Task
Here we specify the FinAudio tasks, which are illustrated in below Figure.
ASR for short financial audio clip
Automatic Speech Recognition converts spoken language into text. Short audio clips from financial chatbot assistants or financial news often contain dense financial terms. This task evaluates AudioLLMs’ accuracy in transcribing financial audio clips, directly impacting applications such as financial voice assistants.
In this task, each input is represented as \((A, Q, R)\), where \(A\) is an audio clip, \(Q\) is the prompt instruction, and \(R\) is the reference transcript. The transcribed text \(T\) is generated as \(T = \textit{AudioLLM}(A, Q)\). The Word Error Rate (WER) is computed as \(\text{WER} = \frac{S + D + I}{N}\), where \(S\), \(D\), and \(I\) represent the number of substitutions, deletions, and insertions, respectively, and \(N\) is the total number of words in the reference (\(N = S + D + C\), with \(C\) indicating correct words). A lower WER indicates better ASR performance.
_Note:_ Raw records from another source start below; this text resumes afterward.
#[cfg(test)]
mod ut_blse {
    use super::*;
    use crate::cosmic::{Cosm, Orbit};
    use crate::od::process::conf::{ForceModelsConfig, IntegratorConfig, ODSettings};
    use crate::od::simulator::RaDecGenerator;
    use crate::od::GroundStation;
    use crate::time::{Epoch, Unit};
    use approx::assert_relative_eq;
    use std::sync::mpsc::channel;
    use std::sync::Arc;

    /// GEO truth, three bursts of one minute six hours apart, and a two body dynamics at the truth epoch
    fn setup() -> (Spacecraft, Vec<AngularRaDec>, DynamicsConfig) {
        let cosm = Cosm::iers2010();
        let epoch = Epoch::from_gregorian_utc_hms(2023, 3, 18, 0, 0, 0);
        let orbit = Orbit::cartesian(
            -40_623.488_414_623_40,
            -11_310.925_100_635_84,
            -107.422_487_901_602_3,
            0.824_302_009_930_277_4,
            -2.957_143_748_313_477,
            -0.169_257_415_458_910_4,
            epoch,
            cosm.earth_gcrf(),
        );
        let truth = Spacecraft::new(orbit, 500.0);
        let settings = ODSettings::builder()
            .integrator(IntegratorConfig::builder().fixed_step_s(60.0).build())
            .force_models(ForceModelsConfig::two_body())
            .build();
        let dynamics = DynamicsConfig::new(truth, &settings, cosm.clone()).unwrap();
        let truth = dynamics.reference();

        let sim = RaDecGenerator::builder()
            .station(Arc::new(GroundStation::diego_garcia()))
            .sigma(Vector2::new(0.005_f64.to_radians(), 0.005_f64.to_radians()))
            .target_id("AF3")
            .cosm(cosm)
            .build();

        let mut msrs = Vec::new();
        for burst in 0..3 {
            let start = epoch + (burst * 6) * Unit::Hour;
            msrs.extend(
                sim.generate(
                    dynamics.propagator(),
                    truth,
                    start,
                    start + Unit::Minute,
                    10 * Unit::Second,
                    None,
                )
                .unwrap(),
            );
        }
        assert_eq!(msrs.len(), 21);
        (truth, msrs, dynamics)
    }

    /// Same dynamics, with the reference state shifted by 1 km and 0.1 m/s
    fn perturbed(dynamics: &DynamicsConfig) -> DynamicsConfig {
        let mut guess = dynamics.reference();
        guess.orbit.radius_km[0] += 1.0;
        guess.orbit.radius_km[2] -= 0.5;
        guess.orbit.velocity_km_s[1] += 1e-4;
        DynamicsConfig::from_propagator(guess, dynamics.propagator().clone(), Cosm::iers2010())
    }

    #[test]
    fn noise_free_convergence() {
        let _ = pretty_env_logger::try_init();
        let (truth, msrs, dynamics) = setup();

        let (tx, rx) = channel();
        let estimator = BatchEstimator::builder()
            .dynamics(perturbed(&dynamics))
            .observer(tx)
            .build();
        let solution = estimator.estimate(&msrs).unwrap();
        drop(estimator);

        println!("{solution}");
        assert!(solution.converged);
        assert!(solution.iterations <= 10);
        assert_eq!(solution.iterations, solution.evaluations);
        assert!(solution.rms < 1e-3, "rms = {}", solution.rms);

        let (dr_km, dv_km_s) = solution.estimate.rss(&truth);
        assert!(dr_km < 1e-3, "position error {dr_km} km");
        assert!(dv_km_s < 1e-7, "velocity error {dv_km_s} km/s");
        assert_eq!(solution.estimate.orbit.epoch, truth.orbit.epoch);

        // One event per evaluation
        let events: Vec<EvaluationEvent> = rx.iter().collect();
        assert_eq!(events.len(), solution.evaluations);
        assert!(events.iter().all(|e| e.nb_processed == 21 && e.nb_total == 21));
        assert!(events[0].rms > events[events.len() - 1].rms);

        // Covariance is symmetric with a positive diagonal
        let covar = solution.orbital_covariance();
        assert_eq!(covar, covar.transpose());
        for i in 0..6 {
            assert!(covar[(i, i)] > 0.0);
        }
        let mut correlation = solution.covariance.clone();
        for i in 0..6 {
            for j in 0..6 {
                correlation[(i, j)] /= (covar[(i, i)] * covar[(j, j)]).sqrt();
            }
        }
        assert!(correlation.symmetric_eigenvalues().min() > -1e-9);
    }

    #[test]
    fn jacobian_columns() {
        let (_, msrs, dynamics) = setup();
        let estimator = BatchEstimator::builder()
            .dynamics(perturbed(&dynamics))
            .config(
                EstimatorConfig::builder()
                    .estimate_station_biases(true)
                    .build(),
            )
            .build();

        let drivers = estimator.drivers(&msrs);
        assert_eq!(drivers.nb_selected(), 8);
        let eval = estimator.evaluate(&drivers, &msrs, 1).unwrap();
        assert_eq!(eval.jacobian.shape(), (42, 8));
        assert_eq!(eval.nb_processed, 21);

        // Bias columns are the weighted scale on their own axis only
        let sigma = msrs[0].sigma;
        for pair in 0..21 {
            assert_relative_eq!(eval.jacobian[(2 * pair, 6)], 1e-6 / sigma[0], max_relative = 1e-12);
            assert_eq!(eval.jacobian[(2 * pair, 7)], 0.0);
            assert_eq!(eval.jacobian[(2 * pair + 1, 6)], 0.0);
            assert_relative_eq!(eval.jacobian[(2 * pair + 1, 7)], 1e-6 / sigma[1], max_relative = 1e-12);
        }

        // Orbital columns match the change of the residuals for a one meter step in x
        let mut stepped = drivers.clone();
        let mut normalized = drivers.normalized();
        normalized[0] += 1.0;
        stepped.set_normalized(&normalized);
        let stepped_eval = estimator.evaluate(&stepped, &msrs, 2).unwrap();
        for row in 0..42 {
            let fd = eval.residuals[row] - stepped_eval.residuals[row];
            let analytical = eval.jacobian[(row, 0)];
            assert!(
                (fd - analytical).abs() <= 1e-3 * analytical.abs().max(1e-6),
                "row {row}: {fd:e} != {analytical:e}"
            );
        }
    }

    #[test]
    fn singular_and_underdetermined() {
        let (_, msrs, dynamics) = setup();

        // The coefficient of reflectivity has no effect on a two body orbit
        let estimator = BatchEstimator::builder()
            .dynamics(dynamics.clone())
            .config(EstimatorConfig::builder().estimate_cr(true).build())
            .build();
        assert!(matches!(
            estimator.estimate(&msrs),
            Err(BLSError::SingularMatrix { index: 6, .. })
        ));

        let estimator = BatchEstimator::builder().dynamics(dynamics).build();
        assert!(matches!(
            estimator.estimate(&msrs[..2]),
            Err(BLSError::Underdetermined { rows: 4, cols: 6 })
        ));
        assert!(matches!(
            estimator.estimate(&[]),
            Err(BLSError::TooFewMeasurements { count: 0 })
        ));
    }

    #[test]
    fn evaluation_cap_is_not_an_error() {
        let (_, msrs, dynamics) = setup();
        let estimator = BatchEstimator::builder()
            .dynamics(perturbed(&dynamics))
            .config(EstimatorConfig::builder().max_evaluations(2).build())
            .build();
        let solution = estimator.estimate(&msrs).unwrap();
        assert!(!solution.converged);
        assert_eq!(solution.evaluations, 2);
        assert_eq!(solution.iterations, 2);
    }
}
ASR for long financial audio recordings
Long audio recordings are common in finance, capturing events like quarterly earnings calls, mergers and acquisitions discussions, and central bank meetings. In this scenario, ASR task is thus used to transcribe lengthy financial audio, evaluating AudioLLMs’ capability to handle extended audio inputs. Challenges include long durations and complex financial terminology. This task assesses the models’ ability to consistently maintain transcription accuracy over long recordings, which is essential for comprehensive financial analysis.
To handle the varying window lengths and the inability of current AudioLLMs to process long audio files within a single window, we standardize audio inputs to 30-second segments, dividing each raw audio \(A\) into chunks \(\{a_1, a_2, \dots, a_n\}\). We transcribe each chunk \(a_i\) using AudioLLMs into \(t_i\), and concatenated the resulting transcriptions as \(T = [t_1; t_2; \dots; t_n]\). The transcription quality is then evaluated by computing the WER.
Financial audio summarization
This task measures the ability of AudioLLMs to accurately summarize long financial audio content, a scenario unique to financial applications. It evaluates models’ understanding of financial discussions, extraction of key points, and effectiveness in condensing lengthy audio into concise summaries. This capability is crucial for stakeholders needing quick insights from extensive financial dialogues, such as investor briefings or regulatory meetings.
AudioLLMs can process audio with a maximum length of 30 seconds. Therefore, AudioLLM cannot perform the summarization task independently, we developed a processing pipeline. Given input data represented as $(A, Q, L)$, where $A$ denotes the long audio recording, $Q$ the prompt instruction, and $L$ the reference summary, the pipeline first segments the long audio into smaller chunks (see Section~ref{long_asr}). Each chunk is transcribed by an AudioLLM into text segments $t_i$, which are combined into a complete transcription $T$. This transcription is then input into an LLM to generate the summary $S$. Summarization performance is evaluated using two widely adopted summarization evaluation metrics: Rouge-L~cite{lin2004rouge} and BertScore~cite{zhangbertscore}, computed between the generated summary ($S$) and the reference summary ($L$).